1. Depressive disorders – Clinical aspects
Depression is a highly frequent psychiatric disorder with a lifetime prevalence of 17%, being twice as prevalent among women as compared with men. Onset usually occurs in the third decade of life, but the disorder can affect individuals at any age. It is a recurring condition and around 20-25% of patients become chronically ill. Depressive disorders are associated with intense suffering, high morbidity rates, and increased mortality. According to a study of the World Health Organization (WHO), depression is currently the fourth leading cause of morbidity and, within a ten-year period, it might rank second among the disorders affecting productive life. According to the current Diagnostic and Statistical Manual of Mental Disorders published by the American Psychiatric Association (DSM-IV), the diagnosis of a depressive episode requires the presence of depressed mood and/or anhedonia for a minimum of two weeks, accompanied by at least four of the following symptoms: significant weight loss or gain (5% of body weight); psychomotor agitation or retardation; insomnia or hypersomnia; fatigue or diminished energy; low self-esteem or inappropriate feelings of guilt; difficulties to think, concentrate or make decisions; and thoughts of death and suicide ideation or attempt. The symptoms must be associated with significant suffering and/or impairment in social, occupational or other functional areas, cannot be caused by a general medical condition or substance use, or fulfill the criteria for a mixed episode (episode in which the diagnostic criteria for both depression and mania are simultaneously satisfied).
Clinically, depressive disorders are divided into single episode (if only one episode has occurred in life), recurring (when at least two episodes occurred), and chronic (if an episode lasts for two years or more). In terms of severity, depressive episodes are divided into mild, moderate, and severe. In mild episodes, few or no additional criteria besides those necessary for diagnosis are fulfilled and functional impairment is minor; in severe episodes a variety of symptoms are present, with significant functional impairment and possible association with psychotic symptoms; in moderate episodes, both the number of symptoms and the ensuing functional impairment lie on an intermediate level between the two former categories.

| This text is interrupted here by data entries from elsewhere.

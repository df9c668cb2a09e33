//! Loop-local handle table.
//!
//! Background tasks cannot carry engine values across threads, so host
//! operations park their engine-side state (deferreds, controller handles,
//! callbacks) here and ship only the numeric key. The completion closure
//! looks the state back up once it runs on the loop thread. Entries die with
//! the thread, so a handle can never outlive its runtime.

use std::{
    any::Any,
    cell::RefCell,
    collections::HashMap,
    sync::atomic::{AtomicU64, Ordering},
};

pub type HandleId = u64;

static NEXT_HANDLE: AtomicU64 = AtomicU64::new(1);

thread_local! {
    static TABLE: RefCell<HashMap<HandleId, Box<dyn Any>>> =
        RefCell::new(HashMap::new());
}

pub fn insert<T: Any>(value: T) -> HandleId {
    let id = NEXT_HANDLE.fetch_add(1, Ordering::Relaxed);
    TABLE.with(|table| table.borrow_mut().insert(id, Box::new(value)));
    id
}

/// Runs `f` over the entry, leaving it in the table.
pub fn with<T: Any, R>(id: HandleId, f: impl FnOnce(&mut T) -> R) -> Option<R> {
    TABLE.with(|table| {
        let mut table = table.borrow_mut();
        let entry = table.get_mut(&id)?.downcast_mut::<T>()?;
        Some(f(entry))
    })
}

/// Removes and returns the entry.
pub fn take<T: Any>(id: HandleId) -> Option<T> {
    TABLE.with(|table| {
        let entry = table.borrow_mut().remove(&id)?;
        entry.downcast::<T>().ok().map(|boxed| *boxed)
    })
}

pub fn remove(id: HandleId) {
    TABLE.with(|table| {
        table.borrow_mut().remove(&id);
    });
}

#[cfg(test)]
mod test {
    use super::*;

    #[test]
    fn insert_with_take_roundtrip() {
        let id = insert(41u32);
        assert_eq!(with::<u32, _>(id, |value| *value + 1), Some(42));
        assert_eq!(take::<u32>(id), Some(41));
        assert_eq!(take::<u32>(id), None);
    }

    #[test]
    fn downcast_mismatch_is_none() {
        let id = insert("text");
        assert_eq!(with::<u32, _>(id, |value| *value), None);
        remove(id);
    }
}
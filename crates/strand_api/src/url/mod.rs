//! The `URL` Web API class over the `url` crate's parser.
//!
//! More information:
//!  - [WHATWG `URL` specification][spec]
//!
//! [spec]: https://url.spec.whatwg.org/

mod search_params;

use boa_engine::{
    js_string, object::Object, property::Attribute, Context, JsArgs, JsError,
    JsNativeError, JsObject, JsResult, JsValue, NativeFunction,
};
use boa_gc::{custom_trace, Finalize, GcRefMut, Trace};
use strand_core::{
    accessor,
    native::{
        register_global_class, Accessor, ClassBuilder, JsNativeObject,
        JsNativeObjectToString, NativeClass,
    },
    value::IntoJs,
    Api,
};
use url::Url as InnerUrl;

pub use search_params::{UrlSearchParams, UrlSearchParamsClass};

use self::search_params::UrlSearchParamsApi;

pub struct Url {
    pub(crate) url: InnerUrl,
    search_params: JsNativeObject<UrlSearchParams>,
}

impl Finalize for Url {
    fn finalize(&self) {
        self.search_params.finalize()
    }
}

unsafe impl Trace for Url {
    custom_trace!(this, {
        mark(&this.search_params);
    });
}

impl JsNativeObjectToString for Url {
    fn to_string(
        this: &JsNativeObject<Self>,
        context: &mut Context,
    ) -> JsResult<JsValue> {
        Ok(this.deref().href().into_js(context))
    }
}

impl Url {
    fn parse_with_base(url: &str, base: Option<&str>) -> Option<InnerUrl> {
        let base = base.and_then(|base| InnerUrl::parse(base).ok());
        InnerUrl::options().base_url(base.as_ref()).parse(url).ok()
    }

    /// https://url.spec.whatwg.org/#dom-url-url
    pub fn new(
        url: String,
        base: Option<String>,
        context: &mut Context,
    ) -> JsResult<Self> {
        let parsed_url =
            Self::parse_with_base(&url, base.as_deref()).ok_or_else(|| {
                JsError::from_native(
                    JsNativeError::typ().with_message(format!("Invalid URL: {url}")),
                )
            })?;

        let query = parsed_url.query_pairs().into_owned().collect();

        Ok(Self {
            url: parsed_url,
            search_params: JsNativeObject::new::<UrlSearchParamsClass>(
                UrlSearchParams::with_values(query),
                context,
            )?,
        })
    }

    /// https://url.spec.whatwg.org/#dom-url-canparse
    pub fn can_parse(url: &str, base: Option<&str>) -> bool {
        Self::parse_with_base(url, base).is_some()
    }

    pub fn href(&self) -> String {
        self.url.to_string()
    }

    pub fn set_href(&mut self, href: &str) -> JsResult<()> {
        let parsed_url = InnerUrl::parse(href).map_err(|_| {
            JsError::from_native(
                JsNativeError::typ().with_message(format!("Invalid URL: {href}")),
            )
        })?;

        let query: Vec<_> = parsed_url.query_pairs().into_owned().collect();
        self.url = parsed_url;
        self.search_params.deref_mut().replace_values(query);

        Ok(())
    }

    pub fn origin(&self) -> String {
        self.url.origin().ascii_serialization()
    }

    /// The scheme including the final ':'.
    pub fn protocol(&self) -> String {
        format!("{}:", self.url.scheme())
    }

    pub fn set_protocol(&mut self, protocol: &str) -> JsResult<()> {
        let scheme = protocol.strip_suffix(':').unwrap_or(protocol);
        self.url.set_scheme(scheme).map_err(|_| {
            JsError::from(JsNativeError::typ().with_message("Invalid protocol"))
        })
    }

    pub fn username(&self) -> String {
        String::from(self.url.username())
    }

    pub fn set_username(&mut self, username: &str) -> JsResult<()> {
        self.url.set_username(username).map_err(|_| {
            JsError::from_native(JsNativeError::typ().with_message("Invalid username"))
        })
    }

    pub fn password(&self) -> String {
        self.url.password().unwrap_or_default().to_string()
    }

    pub fn set_password(&mut self, password: Option<&str>) -> JsResult<()> {
        self.url.set_password(password).map_err(|_| {
            JsError::from_native(JsNativeError::typ().with_message("Invalid password"))
        })
    }

    /// Host with the port when one is present.
    pub fn host(&self) -> String {
        let Some(host) = self.url.host_str() else {
            return String::new();
        };
        match self.url.port() {
            Some(port) => format!("{host}:{port}"),
            None => String::from(host),
        }
    }

    pub fn set_host(&mut self, host: Option<&str>) -> JsResult<()> {
        fn invalid_host() -> JsError {
            JsError::from_native(JsNativeError::typ().with_message("Invalid host"))
        }

        match host {
            Some(host) => {
                let (name, port) = match host.rsplit_once(':') {
                    Some((name, port)) if !port.is_empty() => {
                        let port =
                            port.parse::<u16>().map_err(|_| invalid_host())?;
                        (name, Some(port))
                    }
                    _ => (host, None),
                };
                self.url.set_host(Some(name)).map_err(|_| invalid_host())?;
                if port.is_some() {
                    self.url.set_port(port).map_err(|_| invalid_host())?;
                }
            }
            None => {
                self.url.set_host(None).map_err(|_| invalid_host())?;
            }
        }

        Ok(())
    }

    pub fn hostname(&self) -> String {
        self.url.host_str().unwrap_or_default().to_string()
    }

    pub fn set_hostname(&mut self, hostname: Option<&str>) -> JsResult<()> {
        self.url.set_host(hostname).map_err(|_| {
            JsError::from_native(JsNativeError::typ().with_message("Invalid hostname"))
        })
    }

    /// The explicit port, or the empty string for the scheme default.
    pub fn port(&self) -> String {
        self.url
            .port()
            .map(|port| port.to_string())
            .unwrap_or_default()
    }

    pub fn set_port(&mut self, port: Option<u16>) -> JsResult<()> {
        self.url.set_port(port).map_err(|_| {
            JsError::from_native(JsNativeError::typ().with_message("Invalid port"))
        })
    }

    pub fn pathname(&self) -> String {
        String::from(self.url.path())
    }

    pub fn set_pathname(&mut self, path: &str) {
        self.url.set_path(path);
    }

    /// The query including the leading '?', or the empty string.
    pub fn search(&self) -> String {
        match self.url.query() {
            Some(query) if !query.is_empty() => format!("?{query}"),
            _ => String::new(),
        }
    }

    pub fn set_search(&mut self, search: Option<&str>) {
        let search = search.map(|s| s.strip_prefix('?').unwrap_or(s));
        self.url
            .set_query(search.filter(|s| !s.is_empty()));
        let query = self.url.query_pairs().into_owned().collect();
        self.search_params.deref_mut().replace_values(query);
    }

    pub fn search_params(&self) -> JsObject {
        self.search_params.to_object()
    }

    /// The fragment including the leading '#', or the empty string.
    pub fn hash(&self) -> String {
        match self.url.fragment() {
            Some(fragment) if !fragment.is_empty() => format!("#{fragment}"),
            _ => String::new(),
        }
    }

    pub fn set_hash(&mut self, hash: Option<&str>) {
        let hash = hash.map(|h| h.strip_prefix('#').unwrap_or(h));
        self.url.set_fragment(hash.filter(|h| !h.is_empty()));
    }
}

pub struct UrlClass;

impl Url {
    pub(crate) fn try_from_js(value: &JsValue) -> JsResult<GcRefMut<'_, Object, Self>> {
        value
            .as_object()
            .and_then(|obj| obj.downcast_mut::<Self>())
            .ok_or_else(|| {
                JsNativeError::typ()
                    .with_message("Failed to convert js value into rust type `Url`")
                    .into()
            })
    }
}

impl UrlClass {
    fn hash(context: &mut Context) -> Accessor {
        accessor!(
            context,
            Url,
            "hash",
            get:((url, context) => Ok(url.hash().into_js(context))),
            set:((url, hash: Option<String>, _context) => url.set_hash(hash.as_deref()))
        )
    }

    fn host(context: &mut Context) -> Accessor {
        accessor!(
            context,
            Url,
            "host",
            get:((url, context) => Ok(url.host().into_js(context))),
            set:((url, host: Option<String>, _context) => url.set_host(host.as_deref())?)
        )
    }

    fn hostname(context: &mut Context) -> Accessor {
        accessor!(
            context,
            Url,
            "hostname",
            get:((url, context) => Ok(url.hostname().into_js(context))),
            set:((url, hostname: Option<String>, _context) => url.set_hostname(hostname.as_deref())?)
        )
    }

    fn href(context: &mut Context) -> Accessor {
        accessor!(
            context,
            Url,
            "href",
            get:((url, context) => Ok(url.href().into_js(context))),
            set:((url, href: String, _context) => url.set_href(&href)?)
        )
    }

    fn origin(context: &mut Context) -> Accessor {
        accessor!(
            context,
            Url,
            "origin",
            get:((url, context) => Ok(url.origin().into_js(context)))
        )
    }

    fn password(context: &mut Context) -> Accessor {
        accessor!(
            context,
            Url,
            "password",
            get:((url, context) => Ok(url.password().into_js(context))),
            set:((url, password: Option<String>, _context) => url.set_password(password.as_deref())?)
        )
    }

    fn pathname(context: &mut Context) -> Accessor {
        accessor!(
            context,
            Url,
            "pathname",
            get:((url, context) => Ok(url.pathname().into_js(context))),
            set:((url, path: String, _context) => url.set_pathname(&path))
        )
    }

    fn port(context: &mut Context) -> Accessor {
        accessor!(
            context,
            Url,
            "port",
            get:((url, context) => Ok(url.port().into_js(context))),
            set:((url, port: Option<u16>, _context) => url.set_port(port)?)
        )
    }

    fn protocol(context: &mut Context) -> Accessor {
        accessor!(
            context,
            Url,
            "protocol",
            get:((url, context) => Ok(url.protocol().into_js(context))),
            set:((url, protocol: String, _context) => url.set_protocol(&protocol)?)
        )
    }

    fn search(context: &mut Context) -> Accessor {
        accessor!(
            context,
            Url,
            "search",
            get:((url, context) => Ok(url.search().into_js(context))),
            set:((url, search: Option<String>, _context) => url.set_search(search.as_deref()))
        )
    }

    fn search_params(context: &mut Context) -> Accessor {
        accessor!(
            context,
            Url,
            "searchParams",
            get:((url, _context) => Ok(url.search_params().into()))
        )
    }

    fn username(context: &mut Context) -> Accessor {
        accessor!(
            context,
            Url,
            "username",
            get:((url, context) => Ok(url.username().into_js(context))),
            set:((url, username: String, _context) => url.set_username(&username)?)
        )
    }

    fn can_parse(
        _this: &JsValue,
        args: &[JsValue],
        context: &mut Context,
    ) -> JsResult<JsValue> {
        let url: String = args.get_or_undefined(0).try_js_into(context)?;
        let base: Option<String> = args.get_or_undefined(1).try_js_into(context)?;

        Ok(Url::can_parse(&url, base.as_deref()).into())
    }
}

impl NativeClass for UrlClass {
    type Instance = Url;

    const NAME: &'static str = "URL";

    const LENGTH: usize = 1;

    fn constructor(
        _this: &JsNativeObject<Url>,
        args: &[JsValue],
        context: &mut Context,
    ) -> JsResult<Url> {
        let url: String = args.get_or_undefined(0).try_js_into(context)?;
        let base: Option<String> = args.get_or_undefined(1).try_js_into(context)?;

        Url::new(url, base, context)
    }

    fn object_constructor(
        this: &JsNativeObject<Self::Instance>,
        _args: &[JsValue],
        _context: &mut Context,
    ) -> JsResult<()> {
        // The query object's URL object is `this`: mutations through
        // `searchParams` write back into the URL.
        this.deref().search_params.deref_mut().set_url(this);

        Ok(())
    }

    fn init(class: &mut ClassBuilder<'_, '_>) -> JsResult<()> {
        let hash = UrlClass::hash(class.context());
        let host = UrlClass::host(class.context());
        let hostname = UrlClass::hostname(class.context());
        let href = UrlClass::href(class.context());
        let origin = UrlClass::origin(class.context());
        let password = UrlClass::password(class.context());
        let pathname = UrlClass::pathname(class.context());
        let port = UrlClass::port(class.context());
        let protocol = UrlClass::protocol(class.context());
        let search = UrlClass::search(class.context());
        let search_params = UrlClass::search_params(class.context());
        let username = UrlClass::username(class.context());

        class
            .accessor(js_string!("hash"), hash, Attribute::all())
            .accessor(js_string!("host"), host, Attribute::all())
            .accessor(js_string!("hostname"), hostname, Attribute::all())
            .accessor(js_string!("href"), href, Attribute::all())
            .accessor(js_string!("origin"), origin, Attribute::all())
            .accessor(js_string!("password"), password, Attribute::all())
            .accessor(js_string!("pathname"), pathname, Attribute::all())
            .accessor(js_string!("port"), port, Attribute::all())
            .accessor(js_string!("protocol"), protocol, Attribute::all())
            .accessor(js_string!("search"), search, Attribute::all())
            .accessor(js_string!("searchParams"), search_params, Attribute::all())
            .accessor(js_string!("username"), username, Attribute::all())
            .static_method(
                js_string!("canParse"),
                1,
                NativeFunction::from_fn_ptr(UrlClass::can_parse),
            )
            .method(
                js_string!("toString"),
                0,
                NativeFunction::from_fn_ptr(UrlClass::to_string),
            )
            .method(
                js_string!("toJSON"),
                0,
                NativeFunction::from_fn_ptr(UrlClass::to_string),
            );

        Ok(())
    }
}

pub struct UrlApi;

impl Api for UrlApi {
    fn init(self, context: &mut Context) {
        UrlSearchParamsApi.init(context);
        register_global_class::<UrlClass>(context)
            .expect("The `URL` class shouldn't exist yet")
    }
}
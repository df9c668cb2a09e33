use boa_engine::Context;
use strand_core::Api;

pub mod base64;
pub mod text_decoder;
pub mod text_encoder;

pub use base64::Base64Api;
pub use text_decoder::TextDecoderApi;
pub use text_encoder::TextEncoderApi;

pub struct EncodingApi;

impl Api for EncodingApi {
    fn init(self, context: &mut Context) {
        TextEncoderApi.init(context);
        TextDecoderApi.init(context);
        Base64Api.init(context);
    }
}
//! The `Body` mixin shared by `Request` and `Response`.
//!
//! A body is null, materialized bytes, a blob, or a `ReadableStream`; the
//! first exposure through `.body` converts the other shapes into a stream so
//! consumption is observable exactly once.
//!
//! More information:
//!  - [WHATWG Fetch specification][spec]
//!
//! [spec]: https://fetch.spec.whatwg.org/#body-mixin

use boa_engine::{
    object::builtins::JsPromise,
    value::TryFromJs,
    Context, JsError, JsNativeError, JsResult, JsString, JsValue,
};
use boa_gc::{custom_trace, Finalize, Trace};
use strand_core::{native::JsNativeObject, promise::Deferred};

use crate::{
    file::blob::Blob,
    idl::{bytes_to_array_buffer, bytes_to_uint8_array, BufferSource, JsBufferSource},
    stream::{
        callback, promise_then,
        readable::{ReadableStream, UnderlyingSource},
        QueuingStrategy,
    },
    url::UrlSearchParams,
};

use super::form_data::FormData;

pub enum BodySource {
    Bytes(Vec<u8>),
    Blob(Blob),
    Stream(JsValue),
}

pub struct Body {
    source: Option<BodySource>,
    used: bool,
}

impl Finalize for Body {}

unsafe impl Trace for Body {
    custom_trace!(this, {
        if let Some(BodySource::Stream(stream)) = &this.source {
            mark(stream);
        }
    });
}
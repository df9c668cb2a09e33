mod common;

use boa_engine::JsValue;
use common::{eval_wait, runtime, string_of};
use std::io::Write;

#[test]
fn blob_construction_and_text() {
    let mut rt = runtime();
    let value = eval_wait(
        &mut rt,
        r#"
        (async () => {
            const blob = new Blob(["Hello", " ", "World"], { type: "text/PLAIN" });
            const text = await blob.text();
            return `${blob.size}|${blob.type}|${text}`;
        })()
        "#,
    )
    .unwrap();
    assert_eq!(string_of(&value), "11|text/plain|Hello World");
}

#[test]
fn blob_slice_is_share_backed() {
    let mut rt = runtime();
    let value = eval_wait(
        &mut rt,
        r#"
        (async () => {
            const blob = new Blob(["Hello World"]);
            const sliced = blob.slice(6, 11, "text/x-word");
            const tail = blob.slice(-5);
            return [
                await sliced.text(),
                sliced.type,
                await tail.text(),
                blob.size,
            ].join("|");
        })()
        "#,
    )
    .unwrap();
    assert_eq!(string_of(&value), "World|text/x-word|World|11");
}

#[test]
fn blob_array_buffer_and_nested_parts() {
    let mut rt = runtime();
    let value = eval_wait(
        &mut rt,
        r#"
        (async () => {
            const inner = new Blob(["abc"]);
            const blob = new Blob([inner, new Uint8Array([33])]);
            const buffer = await blob.arrayBuffer();
            const view = new Uint8Array(buffer);
            return `${view.length}:${String.fromCharCode(...view)}`;
        })()
        "#,
    )
    .unwrap();
    assert_eq!(string_of(&value), "4:abc!");
}

#[test]
fn blob_stream_delivers_bytes() {
    let mut rt = runtime();
    let value = eval_wait(
        &mut rt,
        r#"
        (async () => {
            const blob = new Blob(["streamed bytes"]);
            const reader = blob.stream().getReader();
            const decoder = new TextDecoder();
            let text = "";
            for (;;) {
                const { value, done } = await reader.read();
                if (done) break;
                text += decoder.decode(value, { stream: true });
            }
            return text;
        })()
        "#,
    )
    .unwrap();
    assert_eq!(string_of(&value), "streamed bytes");
}

#[test]
fn file_carries_name_and_last_modified() {
    let mut rt = runtime();
    let value = eval_wait(
        &mut rt,
        r#"
        (() => {
            const file = new File(["data"], "notes.txt", {
                type: "text/plain",
                lastModified: 1690000000000,
            });
            return `${file.name}|${file.size}|${file.type}|${file.lastModified}`;
        })()
        "#,
    )
    .unwrap();
    assert_eq!(string_of(&value), "notes.txt|4|text/plain|1690000000000");
}

#[test]
fn file_from_path_stats_and_reads() {
    let dir = tempfile::tempdir().unwrap();
    let path = dir.path().join("hello.json");
    let mut file = std::fs::File::create(&path).unwrap();
    file.write_all(b"{\"greeting\":\"hi\"}").unwrap();
    drop(file);

    let mut rt = runtime();
    let script = format!(
        r#"
        (async () => {{
            const file = File.fromPath({path:?});
            const text = await file.text();
            return [file.name, file.type, file.size, text].join("|");
        }})()
        "#,
        path = path.to_str().unwrap(),
    );
    let value = eval_wait(&mut rt, &script).unwrap();
    assert_eq!(
        string_of(&value),
        "hello.json|application/json|17|{\"greeting\":\"hi\"}"
    );
}

#[test]
fn file_from_path_rejects_missing_files() {
    let mut rt = runtime();
    let value = eval_wait(
        &mut rt,
        r#"
        (() => {
            try {
                File.fromPath("/no/such/file/anywhere-2718");
                return "opened";
            } catch (err) {
                return err.name;
            }
        })()
        "#,
    )
    .unwrap();
    assert_eq!(string_of(&value), "NotFoundError");
}

#[test]
fn file_reader_state_sequence_and_events() {
    let mut rt = runtime();
    let value = eval_wait(
        &mut rt,
        r#"
        new Promise((resolve) => {
            const reader = new FileReader();
            const states = [reader.readyState];
            const events = [];
            reader.onloadstart = () => events.push("loadstart");
            reader.onprogress = () => events.push("progress");
            reader.onload = () => events.push("load");
            reader.addEventListener("loadend", () => {
                states.push(reader.readyState);
                resolve(`${states.join(",")}|${events.join(",")}|${reader.result}`);
            });
            reader.readAsText(new Blob(["file body"]));
            states.push(reader.readyState);
        })
        "#,
    )
    .unwrap();
    assert_eq!(
        string_of(&value),
        "0,1,2|loadstart,progress,load|file body"
    );
}

#[test]
fn file_reader_rejects_concurrent_reads() {
    let mut rt = runtime();
    let value = eval_wait(
        &mut rt,
        r#"
        (() => {
            const reader = new FileReader();
            reader.readAsText(new Blob(["one"]));
            try {
                reader.readAsText(new Blob(["two"]));
                return "accepted";
            } catch (err) {
                return err.name;
            }
        })()
        "#,
    )
    .unwrap();
    assert_eq!(string_of(&value), "InvalidStateError");
}

#[test]
fn file_reader_abort_fires_abort_then_loadend() {
    let mut rt = runtime();
    let value = eval_wait(
        &mut rt,
        r#"
        new Promise((resolve) => {
            const reader = new FileReader();
            const events = [];
            reader.onabort = () => events.push("abort");
            reader.onload = () => events.push("load");
            reader.onloadend = () => {
                resolve(`${events.join(",")}|${reader.readyState}|${reader.result}`);
            };
            reader.readAsText(new Blob(["never seen"]));
            reader.abort();
        })
        "#,
    )
    .unwrap();
    assert_eq!(string_of(&value), "abort|2|null");
}

#[test]
fn file_reader_data_url_includes_mime_and_base64() {
    let mut rt = runtime();
    let value = eval_wait(
        &mut rt,
        r#"
        new Promise((resolve) => {
            const reader = new FileReader();
            reader.onloadend = () => resolve(reader.result);
            reader.readAsDataURL(new Blob(["Man"], { type: "text/plain" }));
        })
        "#,
    )
    .unwrap();
    assert_eq!(string_of(&value), "data:text/plain;base64,TWFu");
}

#[test]
fn file_reader_read_as_array_buffer() {
    let mut rt = runtime();
    let value = eval_wait(
        &mut rt,
        r#"
        new Promise((resolve) => {
            const reader = new FileReader();
            reader.onloadend = () => {
                const view = new Uint8Array(reader.result);
                resolve(`${view.length}:${view[0]},${view[1]},${view[2]}`);
            };
            reader.readAsArrayBuffer(new Blob([new Uint8Array([7, 8, 9])]));
        })
        "#,
    )
    .unwrap();
    assert_eq!(string_of(&value), "3:7,8,9");
}

#[test]
fn form_data_surface() {
    let mut rt = runtime();
    let value = eval_wait(
        &mut rt,
        r#"
        (() => {
            const form = new FormData();
            form.append("name", "strand");
            form.append("name", "other");
            form.append("upload", new Blob(["bytes"], { type: "text/plain" }), "a.txt");
            form.set("name", "only");
            const uploaded = form.get("upload");
            return [
                form.get("name"),
                form.getAll("name").length,
                form.has("missing"),
                uploaded instanceof File,
                uploaded.name,
            ].join("|");
        })()
        "#,
    )
    .unwrap();
    assert_eq!(string_of(&value), "only|1|false|true|a.txt");
}

#[test]
fn blob_text_is_asynchronous() {
    let mut rt = runtime();
    let value = eval_wait(
        &mut rt,
        r#"
        (async () => {
            const order = [];
            const pending = new Blob(["x"]).text().then(() => order.push("text"));
            order.push("sync");
            await pending;
            return order.join(",");
        })()
        "#,
    )
    .unwrap();
    assert_eq!(string_of(&value), "sync,text");
}
impl EventClass {
    fn type_(context: &mut Context) -> Accessor {
        accessor!(
            context,
            Event,
            "type",
            get:((event, context) => Ok(event.type_.clone().into_js(context)))
        )
    }

    fn bubbles(context: &mut Context) -> Accessor {
        accessor!(
            context,
            Event,
            "bubbles",
            get:((event, _context) => Ok(event.bubbles.into()))
        )
    }

    fn cancelable(context: &mut Context) -> Accessor {
        accessor!(
            context,
            Event,
            "cancelable",
            get:((event, _context) => Ok(event.cancelable.into()))
        )
    }

    fn default_prevented(context: &mut Context) -> Accessor {
        accessor!(
            context,
            Event,
            "defaultPrevented",
            get:((event, _context) => Ok(event.default_prevented.into()))
        )
    }

    fn target(context: &mut Context) -> Accessor {
        accessor!(
            context,
            Event,
            "target",
            get:((event, _context) => Ok(event.target.clone()))
        )
    }

    fn current_target(context: &mut Context) -> Accessor {
        accessor!(
            context,
            Event,
            "currentTarget",
            get:((event, _context) => Ok(event.current_target.clone()))
        )
    }

    fn prevent_default(
        this: &JsValue,
        _args: &[JsValue],
        _context: &mut Context,
    ) -> JsResult<JsValue> {
        let mut event = Event::try_from_js(this)?;
        event.prevent_default();
        Ok(JsValue::undefined())
    }

    fn stop_propagation(
        this: &JsValue,
        _args: &[JsValue],
        _context: &mut Context,
    ) -> JsResult<JsValue> {
        let mut event = Event::try_from_js(this)?;
        event.stop_propagation = true;
        Ok(JsValue::undefined())
    }

    fn stop_immediate_propagation(
        this: &JsValue,
        _args: &[JsValue],
        _context: &mut Context,
    ) -> JsResult<JsValue> {
        let mut event = Event::try_from_js(this)?;
        event.stop_propagation = true;
        event.stop_immediate = true;
        Ok(JsValue::undefined())
    }

    fn define_common(class: &mut ClassBuilder<'_, '_>) -> JsResult<()> {
        let type_ = Self::type_(class.context());
        let bubbles = Self::bubbles(class.context());
        let cancelable = Self::cancelable(class.context());
        let default_prevented = Self::default_prevented(class.context());
        let target = Self::target(class.context());
        let current_target = Self::current_target(class.context());

        class
            .accessor(js_string!("type"), type_, Attribute::all())
            .accessor(js_string!("bubbles"), bubbles, Attribute::all())
            .accessor(js_string!("cancelable"), cancelable, Attribute::all())
            .accessor(
                js_string!("defaultPrevented"),
                default_prevented,
                Attribute::all(),
            )
            .accessor(js_string!("target"), target, Attribute::all())
            .accessor(js_string!("currentTarget"), current_target, Attribute::all())
            .method(
                js_string!("preventDefault"),
                0,
                NativeFunction::from_fn_ptr(Self::prevent_default),
            )
            .method(
                js_string!("stopPropagation"),
                0,
                NativeFunction::from_fn_ptr(Self::stop_propagation),
            )
            .method(
                js_string!("stopImmediatePropagation"),
                0,
                NativeFunction::from_fn_ptr(Self::stop_immediate_propagation),
            );
        Ok(())
    }
}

2. Etiologic factors and neurobiology of depression
The vulnerability to develop depression is connected with environmental factors such as early parental loss, childhood history of traumatic events, personality traits, family and personal history of depression, recent traumatic events, and genetic factors.
One of the main hypotheses to explain the neurobiology of depression was proposed following the discovery of the mechanisms of action of early antidepressant agents, which were accidentally discovered in the 1950s during the development of antihistamine (imipramine → tricyclic antidepressant) and antituberculosis (iproniazid → monoamine oxidase (MAO) inhibitor) drugs. Added to this, the comprehension of the action of three substances on the central nervous system (CNS), namely, imipramine (inhibiting neuronal reuptake of noradrenaline and serotonin), reserpine (depleting monoamines and causing depressive symptoms), and amphetamine (releasing noradrenalin and inhibiting its neuronal reuptake, causing euphoria) led to the proposition, in the 1960s, of the classic monoamine theory of depression, according to which the disorder would be caused by decreased availability of noradrenaline and serotonin in the brain.